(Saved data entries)
◆ ◆ ◆ ◆
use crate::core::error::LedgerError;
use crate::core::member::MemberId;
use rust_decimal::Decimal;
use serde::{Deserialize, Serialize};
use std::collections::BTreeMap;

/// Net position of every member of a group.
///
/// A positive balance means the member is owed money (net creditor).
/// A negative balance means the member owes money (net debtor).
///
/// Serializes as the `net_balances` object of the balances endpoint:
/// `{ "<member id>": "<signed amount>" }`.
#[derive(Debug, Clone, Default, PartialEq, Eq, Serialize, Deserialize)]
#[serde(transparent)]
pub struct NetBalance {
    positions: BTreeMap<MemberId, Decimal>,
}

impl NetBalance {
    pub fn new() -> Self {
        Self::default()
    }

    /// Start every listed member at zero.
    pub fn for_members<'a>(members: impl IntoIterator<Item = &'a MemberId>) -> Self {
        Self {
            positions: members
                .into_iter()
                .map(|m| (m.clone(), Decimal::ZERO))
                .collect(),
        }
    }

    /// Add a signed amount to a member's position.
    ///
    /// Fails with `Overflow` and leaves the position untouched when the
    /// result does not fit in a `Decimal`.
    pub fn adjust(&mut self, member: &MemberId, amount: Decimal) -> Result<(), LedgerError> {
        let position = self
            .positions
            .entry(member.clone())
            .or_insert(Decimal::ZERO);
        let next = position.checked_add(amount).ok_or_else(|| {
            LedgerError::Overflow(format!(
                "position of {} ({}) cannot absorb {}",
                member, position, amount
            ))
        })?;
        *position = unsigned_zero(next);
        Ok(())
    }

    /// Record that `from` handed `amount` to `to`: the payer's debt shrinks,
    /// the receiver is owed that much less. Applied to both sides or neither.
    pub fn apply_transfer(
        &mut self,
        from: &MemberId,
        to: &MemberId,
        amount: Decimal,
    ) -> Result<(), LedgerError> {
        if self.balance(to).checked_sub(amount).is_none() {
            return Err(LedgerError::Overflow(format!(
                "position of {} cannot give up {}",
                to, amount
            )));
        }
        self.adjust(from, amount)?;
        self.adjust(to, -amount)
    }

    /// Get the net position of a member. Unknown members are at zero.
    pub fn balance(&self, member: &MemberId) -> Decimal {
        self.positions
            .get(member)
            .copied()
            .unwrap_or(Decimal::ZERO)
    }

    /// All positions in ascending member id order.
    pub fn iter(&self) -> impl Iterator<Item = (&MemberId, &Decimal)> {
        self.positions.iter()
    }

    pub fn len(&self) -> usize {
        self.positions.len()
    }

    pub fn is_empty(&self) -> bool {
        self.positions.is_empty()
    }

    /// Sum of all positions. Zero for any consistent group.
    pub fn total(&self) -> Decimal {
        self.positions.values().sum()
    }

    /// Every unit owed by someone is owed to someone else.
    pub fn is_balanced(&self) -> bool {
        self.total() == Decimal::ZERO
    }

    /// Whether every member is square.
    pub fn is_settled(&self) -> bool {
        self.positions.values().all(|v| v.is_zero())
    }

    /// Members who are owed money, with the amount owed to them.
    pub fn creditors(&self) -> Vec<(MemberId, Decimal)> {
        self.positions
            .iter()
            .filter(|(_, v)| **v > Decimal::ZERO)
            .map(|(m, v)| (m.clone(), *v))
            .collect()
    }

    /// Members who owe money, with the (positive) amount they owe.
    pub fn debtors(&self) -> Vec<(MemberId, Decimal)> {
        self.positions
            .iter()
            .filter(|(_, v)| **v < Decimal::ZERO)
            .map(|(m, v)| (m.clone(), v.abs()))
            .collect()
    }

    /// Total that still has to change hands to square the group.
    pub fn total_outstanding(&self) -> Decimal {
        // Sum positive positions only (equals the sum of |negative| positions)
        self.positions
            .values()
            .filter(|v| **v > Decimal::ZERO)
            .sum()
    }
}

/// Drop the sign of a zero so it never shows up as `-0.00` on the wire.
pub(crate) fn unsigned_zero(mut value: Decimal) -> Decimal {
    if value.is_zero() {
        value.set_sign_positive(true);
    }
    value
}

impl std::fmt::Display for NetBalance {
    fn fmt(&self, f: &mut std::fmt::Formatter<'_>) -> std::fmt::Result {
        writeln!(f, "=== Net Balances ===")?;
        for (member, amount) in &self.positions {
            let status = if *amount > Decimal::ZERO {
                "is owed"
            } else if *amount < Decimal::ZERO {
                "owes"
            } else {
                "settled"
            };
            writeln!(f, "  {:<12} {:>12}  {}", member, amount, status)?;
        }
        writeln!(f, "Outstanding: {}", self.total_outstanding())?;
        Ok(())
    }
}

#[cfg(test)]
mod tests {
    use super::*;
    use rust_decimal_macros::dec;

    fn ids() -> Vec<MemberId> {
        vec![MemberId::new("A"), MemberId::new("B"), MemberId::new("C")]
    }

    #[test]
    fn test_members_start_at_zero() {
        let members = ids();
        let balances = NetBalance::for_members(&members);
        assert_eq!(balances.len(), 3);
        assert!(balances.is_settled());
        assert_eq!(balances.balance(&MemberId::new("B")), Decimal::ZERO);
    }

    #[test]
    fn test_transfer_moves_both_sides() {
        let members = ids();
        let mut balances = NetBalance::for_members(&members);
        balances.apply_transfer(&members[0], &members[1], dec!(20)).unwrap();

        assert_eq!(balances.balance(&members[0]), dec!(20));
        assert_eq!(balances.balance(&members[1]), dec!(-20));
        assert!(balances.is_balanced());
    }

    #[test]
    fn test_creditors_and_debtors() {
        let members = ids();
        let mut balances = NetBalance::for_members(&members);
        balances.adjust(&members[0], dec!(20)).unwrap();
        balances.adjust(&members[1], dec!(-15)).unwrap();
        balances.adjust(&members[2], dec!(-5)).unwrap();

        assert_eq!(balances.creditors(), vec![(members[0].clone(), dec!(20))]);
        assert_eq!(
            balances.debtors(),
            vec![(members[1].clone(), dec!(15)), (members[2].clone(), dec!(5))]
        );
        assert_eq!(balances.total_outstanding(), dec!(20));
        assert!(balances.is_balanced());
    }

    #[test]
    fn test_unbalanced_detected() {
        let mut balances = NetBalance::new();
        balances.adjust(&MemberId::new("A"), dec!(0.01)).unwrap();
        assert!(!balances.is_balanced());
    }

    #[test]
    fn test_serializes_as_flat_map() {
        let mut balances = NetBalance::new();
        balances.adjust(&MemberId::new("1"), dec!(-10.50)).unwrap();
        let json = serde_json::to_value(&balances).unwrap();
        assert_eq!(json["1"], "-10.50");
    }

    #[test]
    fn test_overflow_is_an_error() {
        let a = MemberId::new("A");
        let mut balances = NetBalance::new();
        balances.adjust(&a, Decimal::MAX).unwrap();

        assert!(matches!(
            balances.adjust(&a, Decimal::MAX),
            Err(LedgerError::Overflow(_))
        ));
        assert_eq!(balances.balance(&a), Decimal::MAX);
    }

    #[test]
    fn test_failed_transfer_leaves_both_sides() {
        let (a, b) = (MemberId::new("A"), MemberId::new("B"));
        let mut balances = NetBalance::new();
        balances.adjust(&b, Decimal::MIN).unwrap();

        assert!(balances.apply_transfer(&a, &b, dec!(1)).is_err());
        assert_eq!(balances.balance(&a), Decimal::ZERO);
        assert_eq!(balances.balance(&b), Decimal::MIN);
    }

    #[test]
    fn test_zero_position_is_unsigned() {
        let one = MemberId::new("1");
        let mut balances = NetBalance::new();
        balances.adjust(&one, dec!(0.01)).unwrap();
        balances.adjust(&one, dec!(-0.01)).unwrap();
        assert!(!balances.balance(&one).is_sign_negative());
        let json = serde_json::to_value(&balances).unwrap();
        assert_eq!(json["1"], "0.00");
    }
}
◆ ◆ ◆ ◆
[Work request]
Copy the lines above exactly. Start with the line containing "member, position, amount", end with the line containing "the payer's debt", and include both.

[Result of the task]
                member, position, amount
            ))
        })?;
        *position = unsigned_zero(next);
        Ok(())
    }

    /// Record that `from` handed `amount` to `to`: the payer's debt shrinks,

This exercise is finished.